芙蓉 元の温泉郷へお戻りくださいませんか?
   温泉郷の住民も寂しがっておりますし、何より――
   こちらに住む安長姫さんの住み処である淵が、……その……大変申し上げにくいのですが――
   火之迦具土様の熱で干上がってしまったようなのです……

火之迦具土 なるほど、そうだったか。
      余はこの村の者達に頼まれて来たのだが。そうか、安長姫には悪いことをしたな。
      元の村へ戻ろう。

芙蓉 ありがとうございます。

村長 ま、待ってください!
   火之迦具土様……! この村に留まってはくださいませんか?
   火之迦具土様のおかげで、村の者達は温泉に浸かることができるのです……

タンコ ……じゃから……神様をそのように使うでない……

村長 わかっております……しかし――
   今、この村には湯治が必要な者がおりますゆえ……

芙蓉 なるほど……そういうことでしたか。

火之迦具土 そうか。
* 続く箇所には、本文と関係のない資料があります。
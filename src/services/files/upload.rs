use actix_multipart::{Field, Multipart, MultipartError};
use actix_web::{HttpRequest, HttpResponse, Result as ActixResult};
use futures_util::TryStreamExt;
use futures_util::stream::StreamExt;
use std::io::ErrorKind;
use std::path::{Path, PathBuf};
use tokio::fs::{self, File, OpenOptions};
use tokio::io::AsyncWriteExt;
use tracing::{debug, error, info, warn};

use super::{FileService, UploadGate};
use crate::config::UploadConfig;
use crate::errors::{DocVaultError, Result};
use crate::models::ApiResponse;
use crate::models::files::entities::{FileRecord, NewFileRecord};
use crate::models::files::responses::FileUploadResponse;
use crate::storage::Storage;
use crate::utils::storage_key;

// 时间戳前缀碰撞时的重试次数
const MAX_KEY_ATTEMPTS: usize = 8;

/// 已完整写入内容存储、尚未登记元数据的文件
#[derive(Debug)]
struct StoredFile {
    key: String,
    path: PathBuf,
    original_name: String,
    size: usize,
}

pub async fn handle_upload(
    service: &FileService,
    req: &HttpRequest,
    payload: Multipart,
) -> ActixResult<HttpResponse> {
    let storage = service.get_storage(req);
    let config = service.get_upload_config(req);

    let record = receive_and_store(storage.as_ref(), &config, payload).await?;

    Ok(HttpResponse::Ok().json(ApiResponse::success(
        FileUploadResponse {
            filename: record.filename,
            size: record.size,
        },
        "PDF uploaded successfully!",
    )))
}

/// 接收上传、写入内容存储并创建元数据记录
///
/// 任何拒绝或写入失败都会删除已落盘的字节。元数据写入失败时文件保留在磁盘上，
/// 不做补偿删除。
pub async fn receive_and_store(
    storage: &dyn Storage,
    config: &UploadConfig,
    mut payload: Multipart,
) -> Result<FileRecord> {
    let gate = UploadGate::new(config);
    let dir = Path::new(&config.dir);

    let mut stored = None;
    if let Err(e) = receive_fields(&gate, config, dir, &mut payload, &mut stored).await {
        if let Some(file) = stored.take() {
            discard(&file.path).await;
        }
        debug!("Upload rejected: {}", e);
        return Err(e);
    }

    let Some(file) = stored else {
        return Err(DocVaultError::no_file_uploaded("No file uploaded!"));
    };

    let record = storage
        .create_file_record(NewFileRecord {
            filename: file.key.clone(),
            original_name: file.original_name,
            size: file.size as i64,
        })
        .await
        .inspect_err(|e| {
            error!(
                "File {} was stored but its metadata record failed, leaving it in place: {}",
                file.path.display(),
                e
            );
        })?;

    info!("Stored upload {} ({} bytes)", record.filename, record.size);
    Ok(record)
}

async fn receive_fields(
    gate: &UploadGate<'_>,
    config: &UploadConfig,
    dir: &Path,
    payload: &mut Multipart,
    stored: &mut Option<StoredFile>,
) -> Result<()> {
    loop {
        let mut field = match payload.try_next().await {
            Ok(Some(field)) => field,
            Ok(None) => return Ok(()),
            // 非 multipart 请求视为没有上传文件
            Err(MultipartError::ContentTypeMissing | MultipartError::ContentTypeIncompatible) => {
                return Err(DocVaultError::no_file_uploaded("No file uploaded!"));
            }
            Err(e) => return Err(upload_error(e)),
        };

        let content_disposition = field.content_disposition();
        let name = content_disposition
            .and_then(|cd| cd.get_name())
            .unwrap_or_default()
            .to_string();
        let declared_name = content_disposition
            .and_then(|cd| cd.get_filename())
            .map(|s| s.to_string());

        // 普通文本字段直接丢弃
        let Some(declared_name) = declared_name else {
            drain(&mut field).await?;
            continue;
        };

        if name != config.field_name {
            return Err(DocVaultError::upload_interrupted(format!(
                "File upload error: Unexpected field '{name}'"
            )));
        }
        if stored.is_some() {
            return Err(DocVaultError::upload_interrupted(
                "File upload error: Only one file can be uploaded at a time",
            ));
        }

        let sanitized = gate.admit_name(&declared_name)?;

        // Content-Type 由客户端声明，仅记录不校验
        debug!(
            "Admitted upload {:?} declared as {:?}",
            sanitized,
            field.content_type().map(|ct| ct.to_string())
        );

        *stored = Some(write_field(gate, dir, sanitized, &mut field).await?);
    }
}

async fn write_field(
    gate: &UploadGate<'_>,
    dir: &Path,
    sanitized: String,
    field: &mut Field,
) -> Result<StoredFile> {
    fs::create_dir_all(dir).await.map_err(|e| {
        DocVaultError::file_operation(format!("Failed to create upload directory: {e}"))
    })?;

    let (key, path, mut file) = create_exclusive(dir, || storage_key(&sanitized)).await?;

    match stream_into(gate, field, &mut file).await {
        Ok(size) => Ok(StoredFile {
            key,
            path,
            original_name: sanitized,
            size,
        }),
        Err(e) => {
            drop(file);
            discard(&path).await;
            Err(e)
        }
    }
}

// 以独占方式创建目标文件，绝不覆盖已有文件
async fn create_exclusive(
    dir: &Path,
    mut next_key: impl FnMut() -> String,
) -> Result<(String, PathBuf, File)> {
    for _ in 0..MAX_KEY_ATTEMPTS {
        let key = next_key();
        let path = dir.join(&key);
        match OpenOptions::new()
            .write(true)
            .create_new(true)
            .open(&path)
            .await
        {
            Ok(file) => return Ok((key, path, file)),
            Err(e) if e.kind() == ErrorKind::AlreadyExists => {
                warn!("Storage key {} already taken, drawing a new one", key);
            }
            Err(e) => {
                return Err(DocVaultError::file_operation(format!(
                    "Failed to create file: {e}"
                )));
            }
        }
    }

    Err(DocVaultError::file_operation(
        "Failed to allocate a unique storage key",
    ))
}

async fn stream_into(gate: &UploadGate<'_>, field: &mut Field, file: &mut File) -> Result<usize> {
    let mut total_size: usize = 0;
    while let Some(chunk) = field.next().await {
        let data = chunk.map_err(upload_error)?;

        total_size += data.len();
        gate.check_size(total_size)?;

        file.write_all(&data)
            .await
            .map_err(|e| DocVaultError::file_operation(format!("Failed to write file: {e}")))?;
    }

    file.flush().await?;
    file.sync_all().await?;
    Ok(total_size)
}

async fn drain(field: &mut Field) -> Result<()> {
    while let Some(chunk) = field.next().await {
        chunk.map_err(upload_error)?;
    }
    Ok(())
}

async fn discard(path: &Path) {
    if let Err(e) = fs::remove_file(path).await
        && e.kind() != ErrorKind::NotFound
    {
        warn!("Failed to remove partial upload {}: {}", path.display(), e);
    }
}

fn upload_error(err: MultipartError) -> DocVaultError {
    DocVaultError::upload_interrupted(format!("File upload error: {err}"))
}

#[cfg(test)]
mod tests {
    use super::*;

    #[actix_web::test]
    async fn test_create_exclusive_skips_taken_key() {
        let dir = tempfile::tempdir().unwrap();
        std::fs::write(dir.path().join("1-a.pdf"), b"existing").unwrap();

        let mut stamp = 0;
        let (key, path, mut file) = create_exclusive(dir.path(), || {
            stamp += 1;
            format!("{stamp}-a.pdf")
        })
        .await
        .unwrap();
        assert_eq!(key, "2-a.pdf");
        assert_eq!(path, dir.path().join("2-a.pdf"));

        file.write_all(b"new").await.unwrap();
        file.flush().await.unwrap();
        drop(file);

        assert_eq!(std::fs::read(dir.path().join("1-a.pdf")).unwrap(), b"existing");
        assert_eq!(std::fs::read(dir.path().join("2-a.pdf")).unwrap(), b"new");
    }

    #[actix_web::test]
    async fn test_create_exclusive_gives_up_after_repeated_collisions() {
        let dir = tempfile::tempdir().unwrap();
        std::fs::write(dir.path().join("1-a.pdf"), b"existing").unwrap();

        let mut attempts = 0;
        let err = create_exclusive(dir.path(), || {
            attempts += 1;
            "1-a.pdf".to_string()
        })
        .await
        .unwrap_err();

        assert_eq!(err.code(), "E004");
        assert_eq!(err.message(), "Failed to allocate a unique storage key");
        assert_eq!(attempts, MAX_KEY_ATTEMPTS);
        assert_eq!(std::fs::read_dir(dir.path()).unwrap().count(), 1);
        assert_eq!(std::fs::read(dir.path().join("1-a.pdf")).unwrap(), b"existing");
    }
}
impl<'a> Unifier<'a> {
    fn letbind_var(&mut self, var: ColumnVar, othervar: ColumnVar) {
        self.insertexprs
            .push(PtExpr::assign(var, PtExpr::read_column(othervar), None));
    }

    fn take_exprs_forward(&mut self, fill: &mut Vec<PtExpr>) {
        fill.append(&mut self.insertexprs);
    }

    fn take_exprs_back(&mut self, fill: &mut Vec<PtExpr>) {
        while let Some(e) = self.insertexprs.pop() {
            fill.push(e);
        }
    }

    /// The variable naming the object a path element reaches. Alternates
    /// carry it as the tail variable normalize synthesized; everything
    /// else binds the object directly.
    fn ensure_objvar(&mut self, elem: &mut PtPath) -> ColumnVar {
        if let PtPathKind::Alternates { tail_var, .. } = &elem.kind {
            return tail_var
                .clone()
                .expect("unify: alternates without tail var");
        }
        if elem.bind_obj_after.is_none() {
            elem.bind_obj_after = Some(self.ctx.fresh_columnvar());
        }
        elem.bind_obj_after.clone().unwrap()
    }

    fn effective_objvar(elem: &PtPath) -> Option<ColumnVar> {
        if let PtPathKind::Alternates { tail_var, .. } = &elem.kind {
            return tail_var.clone();
        }
        elem.bind_obj_after.clone()
    }

    /// Record a path as a merge candidate. Mutates the body to give each
    /// top-level element a join variable.
    fn save_path(&mut self, root: RootKey, body: &mut PtPath) {
        let mut elems = Vec::new();
        match &mut body.kind {
            PtPathKind::Sequence(items) => {
                for item in items.iter_mut() {
                    let objvar = self.ensure_objvar(item);
                    elems.push(RedElem {
                        snapshot: item.clone(),
                        objvar,
                    });
                }
            }
            _ => {
                let objvar = self.ensure_objvar(body);
                elems.push(RedElem {
                    snapshot: body.clone(),
                    objvar,
                });
            }
        }
        self.savepaths.push(SavedRed { root, elems });
    }

    /// Can every binding in `blue` be redefined as an alias of a variable
    /// the matching red node carries? `top_objvar` stands in for the red
    /// object variable at the top level, which always exists.
    fn alias_feasible(blue: &PtPath, red: &PtPath, top_objvar: Option<&ColumnVar>) -> bool {
        if blue.bind_path.is_some() && red.bind_path.is_none() {
            return false;
        }
        if blue.bind_obj_after.is_some()
            && top_objvar.is_none()
            && Self::effective_objvar(red).is_none()
        {
            return false;
        }
        let children_ok = match (&blue.kind, &red.kind) {
            (PtPathKind::Sequence(a), PtPathKind::Sequence(b))
            | (
                PtPathKind::Alternates { items: a, .. },
                PtPathKind::Alternates { items: b, .. },
            ) => a
                .iter()
                .zip(b.iter())
                .all(|(x, y)| Self::alias_feasible(x, y, None)),
            (PtPathKind::Optional { sub: a, .. }, PtPathKind::Optional { sub: b, .. })
            | (PtPathKind::Repeated { sub: a, .. }, PtPathKind::Repeated { sub: b, .. }) => {
                Self::alias_feasible(a, b, None)
            }
            _ => true,
        };
        children_ok
    }

    /// Emit alias lets redefining `blue`'s bindings in terms of the red
    /// node's variables. Only called after [Self::alias_feasible].
    fn alias_bindings(&mut self, blue: &PtPath, red: &PtPath, top_objvar: Option<&ColumnVar>) {
        if let Some(bv) = &blue.bind_path {
            let rv = red.bind_path.clone().unwrap();
            self.letbind_var(bv.clone(), rv);
        }
        if let Some(bv) = &blue.bind_obj_after {
            let rv = match top_objvar {
                Some(v) => v.clone(),
                None => Self::effective_objvar(red).unwrap(),
            };
            if bv != &rv {
                self.letbind_var(bv.clone(), rv);
            }
        }
        if let PtPathKind::Alternates { tail_var: Some(bv), .. } = &blue.kind {
            if top_objvar.is_none() {
                if let Some(rv) = Self::effective_objvar(red) {
                    if bv != &rv {
                        self.letbind_var(bv.clone(), rv);
                    }
                }
            }
        }
        match (&blue.kind, &red.kind) {
            (PtPathKind::Sequence(a), PtPathKind::Sequence(b))
            | (
                PtPathKind::Alternates { items: a, .. },
                PtPathKind::Alternates { items: b, .. },
            ) => {
                for (x, y) in a.iter().zip(b.iter()) {
                    self.alias_bindings(x, y, None);
                }
            }
            (PtPathKind::Optional { sub: a, .. }, PtPathKind::Optional { sub: b, .. })
            | (PtPathKind::Repeated { sub: a, .. }, PtPathKind::Repeated { sub: b, .. }) => {
                self.alias_bindings(a, b, None);
            }
            _ => {}
        }
    }

    /// Try to merge the opening of `body` with one saved candidate.
    /// On success the shared prefix is removed from `body` and the new
    /// root variable is returned; a fully-consumed body returns with an
    /// empty sequence left behind.
    fn try_merge_one(&mut self, red_index: usize, body: &mut PtPath) -> Option<ColumnVar> {
        let blue_elems: Vec<&PtPath> = match &body.kind {
            PtPathKind::Sequence(items) => items.iter().collect(),
            _ => vec![body],
        };

        // longest structurally-equal prefix
        let red = &self.savepaths[red_index];
        let mut prefix = 0;
        while prefix < blue_elems.len() && prefix < red.elems.len() {
            let (b, r) = (blue_elems[prefix], &red.elems[prefix].snapshot);
            if !b.merge_eq(r) {
                break;
            }
            if !Self::alias_feasible(b, r, Some(&red.elems[prefix].objvar)) {
                break;
            }
            prefix += 1;
        }
        if prefix == 0 {
            return None;
        }

        // alias the elided bindings, then drop the prefix
        for k in 0..prefix {
            let red_elem_snapshot = self.savepaths[red_index].elems[k].snapshot.clone();
            let red_objvar = self.savepaths[red_index].elems[k].objvar.clone();
            let blue_k = match &body.kind {
                PtPathKind::Sequence(items) => items[k].clone(),
                _ => body.clone(),
            };
            self.alias_bindings(&blue_k, &red_elem_snapshot, Some(&red_objvar));
        }
        let joinvar = self.savepaths[red_index].elems[prefix - 1].objvar.clone();

        match &mut body.kind {
            PtPathKind::Sequence(items) => {
                items.drain(0..prefix);
                if items.len() == 1 {
                    let only = items.pop().unwrap();
                    *body = only;
                }
            }
            _ => {
                *body = PtPath::empty_sequence();
            }
        }
        Some(joinvar)
    }

    fn is_runt(body: &PtPath) -> bool {
        matches!(&body.kind, PtPathKind::Sequence(items) if items.is_empty())
    }

    /// Match a path against every live candidate, merging repeatedly: a
    /// prefix elided thanks to one candidate may expose a prefix shared
    /// with another.
    fn match_paths(&mut self, root: &mut PtExpr, body: &mut PtPath) {
        let Some(mut key) = RootKey::of(root) else {
            return;
        };
        loop {
            let mut merged = false;
            for i in 0..self.savepaths.len() {
                if self.savepaths[i].root != key {
                    continue;
                }
                if let Some(joinvar) = self.try_merge_one(i, body) {
                    root.kind = PtExprKind::ReadColumnVar(joinvar.clone());
                    key = RootKey::Column(joinvar);
                    merged = true;
                    break;
                }
            }
            if !merged || Self::is_runt(body) {
                return;
            }
        }
    }

    // ---- traversal ----

    fn path(&mut self, mut pp: PtPath) -> PtPath {
        pp.kind = match pp.kind {
            PtPathKind::Sequence(items) => {
                PtPathKind::Sequence(items.into_iter().map(|p| self.path(p)).collect())
            }
            PtPathKind::Alternates { items, tail_var } => PtPathKind::Alternates {
                items: items.into_iter().map(|p| self.path(p)).collect(),
                tail_var,
            },
            PtPathKind::Optional { sub, nil_columns } => PtPathKind::Optional {
                sub: Box::new(self.path(*sub)),
                nil_columns,
            },
            PtPathKind::Repeated {
                sub,
                path_from_inside,
                path_on_outside,
            } => PtPathKind::Repeated {
                sub: Box::new(self.path(*sub)),
                path_from_inside,
                path_on_outside,
            },
            PtPathKind::NilBind { .. } => unreachable!("unify: nilbind in input"),
            PtPathKind::Edge { name, reversed } => PtPathKind::Edge {
                name: match name {
                    EdgeName::Static(s) => EdgeName::Static(s),
                    EdgeName::Computed(e) => EdgeName::Computed(Box::new(self.expr(*e))),
                },
                reversed,
            },
        };
        pp
    }

    fn exprs(&mut self, exprs: Vec<PtExpr>) -> Vec<PtExpr> {
        exprs.into_iter().map(|e| self.expr(e)).collect()
    }

    fn expr(&mut self, mut pe: PtExpr) -> PtExpr {
        pe.kind = match pe.kind {
            // Paths in each of the where and select clauses unify with
            // the paths in the from clause, but not with each other; and
            // paths in a given select do not leak out of it.
            PtExprKind::Select {
                sub,
                result,
                distinct,
            } => {
                let mark = self.savepaths.len();
                let saveinfrom = self.infrom;
                let savesawfrom = self.sawfrom;
                self.infrom = false;
                self.sawfrom = false;

                let sub = self.expr(*sub);
                let result = self.expr(*result);

                self.infrom = saveinfrom;
                self.sawfrom = savesawfrom;
                self.savepaths.truncate(mark);

                PtExprKind::Select {
                    sub: Box::new(sub),
                    result: Box::new(result),
                    distinct,
                }
            }
            PtExprKind::From(items) => {
                if !items.is_empty() {
                    self.sawfrom = true;
                }
                self.infrom = true;
                let mut items = self.exprs(items);
                self.take_exprs_back(&mut items);
                self.infrom = false;
                PtExprKind::From(items)
            }
            PtExprKind::Where { sub, pred } => {
                let sub = self.expr(*sub);
                // without a from clause the where paths are the merge
                // candidates; with one, drop them again afterwards
                let mark = self.sawfrom.then(|| self.savepaths.len());
                let pred = self.expr(*pred);
                if let Some(mark) = mark {
                    self.savepaths.truncate(mark);
                }
                PtExprKind::Where {
                    sub: Box::new(sub),
                    pred: Box::new(pred),
                }
            }
            PtExprKind::Group { sub, vars, newvar } => PtExprKind::Group {
                sub: Box::new(self.expr(*sub)),
                vars,
                newvar,
            },
            PtExprKind::Ungroup { sub, var } => PtExprKind::Ungroup {
                sub: Box::new(self.expr(*sub)),
                var,
            },
            PtExprKind::Rename { sub, name } => PtExprKind::Rename {
                sub: Box::new(self.expr(*sub)),
                name: match name {
                    EdgeName::Static(s) => EdgeName::Static(s),
                    EdgeName::Computed(e) => EdgeName::Computed(Box::new(self.expr(*e))),
                },
            },
            PtExprKind::Path {
                root,
                body,
                more_bindings,
            } => {
                let mut root = self.expr(*root);
                let mut body = body;
                self.match_paths(&mut root, &mut body);

                if Self::is_runt(&body) {
                    // the whole path was a prefix of something already
                    // walked; all that remains is reading its tail
                    for b in more_bindings {
                        self.insertexprs.push(b);
                    }
                    return root;
                }

                if let Some(key) = RootKey::of(&root) {
                    self.save_path(key, &mut body);
                }
                let body = self.path(body);

                let mut more_bindings = more_bindings;
                if !self.infrom {
                    self.take_exprs_forward(&mut more_bindings);
                }
                PtExprKind::Path {
                    root: Box::new(root),
                    body,
                    more_bindings,
                }
            }
            PtExprKind::Tuple(items) => PtExprKind::Tuple(self.exprs(items)),
            PtExprKind::Forall { var, set, pred } => PtExprKind::Forall {
                var,
                set: Box::new(self.expr(*set)),
                pred: Box::new(self.expr(*pred)),
            },
            PtExprKind::Exists { var, set, pred } => PtExprKind::Exists {
                var,
                set: Box::new(self.expr(*set)),
                pred: Box::new(self.expr(*pred)),
            },
            PtExprKind::Map { var, set, result } => PtExprKind::Map {
                var,
                set: Box::new(self.expr(*set)),
                result: Box::new(self.expr(*result)),
            },
            PtExprKind::Assign { var, value, body } => PtExprKind::Assign {
                var,
                value: Box::new(self.expr(*value)),
                body: match body {
                    Some(b) => Some(Box::new(self.expr(*b))),
                    None => None,
                },
            },
            PtExprKind::Bop { l, op, r } => PtExprKind::Bop {
                l: Box::new(self.expr(*l)),
                op,
                r: Box::new(self.expr(*r)),
            },
            PtExprKind::Uop { op, sub } => PtExprKind::Uop {
                op,
                sub: Box::new(self.expr(*sub)),
            },
            PtExprKind::Func { op, args } => PtExprKind::Func {
                op,
                args: self.exprs(args),
            },
            PtExprKind::ReadAnyVar(_) => unreachable!("unify: unresolved variable"),
            k @ (PtExprKind::ReadColumnVar(_)
            | PtExprKind::ReadGlobalVar(_)
            | PtExprKind::Value(_)) => k,
        };
        pe
    }
}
お前達は温泉が欲しいのだな?

村長 はっ! その通りでございます……

火之迦具土 ならば、余の炎をこの松明(たいまつ)に残そう。

(ボウッ……)

火之迦具土 この炎には余の力が込められている。だから――
      湯が必要な時には、この炎を使って沸かすがいい。

村長 ありがとうございます……!

タンコ 一件落着じゃな。
    ……何というか、罰当たりかもしれぬが――
    なんとも人騒がせな神様じゃのう……

芙蓉 タンコ……! しっ……!

――数日後――

タンコ ――ふぅ、今日も暑いのう。

芙蓉 あつい、といえば……今頃、火之迦具土様はどうされてるんでしょうね?

タンコ さあのう。 温泉郷で湯につかっておるのではないか?

(ワーワー!)

芙蓉 ……騒がしいですね。

タンコ 嫌な予感がするのう……

商人 氷屋の氷が全部溶けてるぞ!

旅人 あっちじゃ氷菓が溶けちまってる!

芙蓉 ……街へ散歩にいらっしゃったのでしょうか。

タンコ じゃろうな……
    さて、どう言って帰っていただくかのう……

芙蓉 言いづらい……ですねぇ。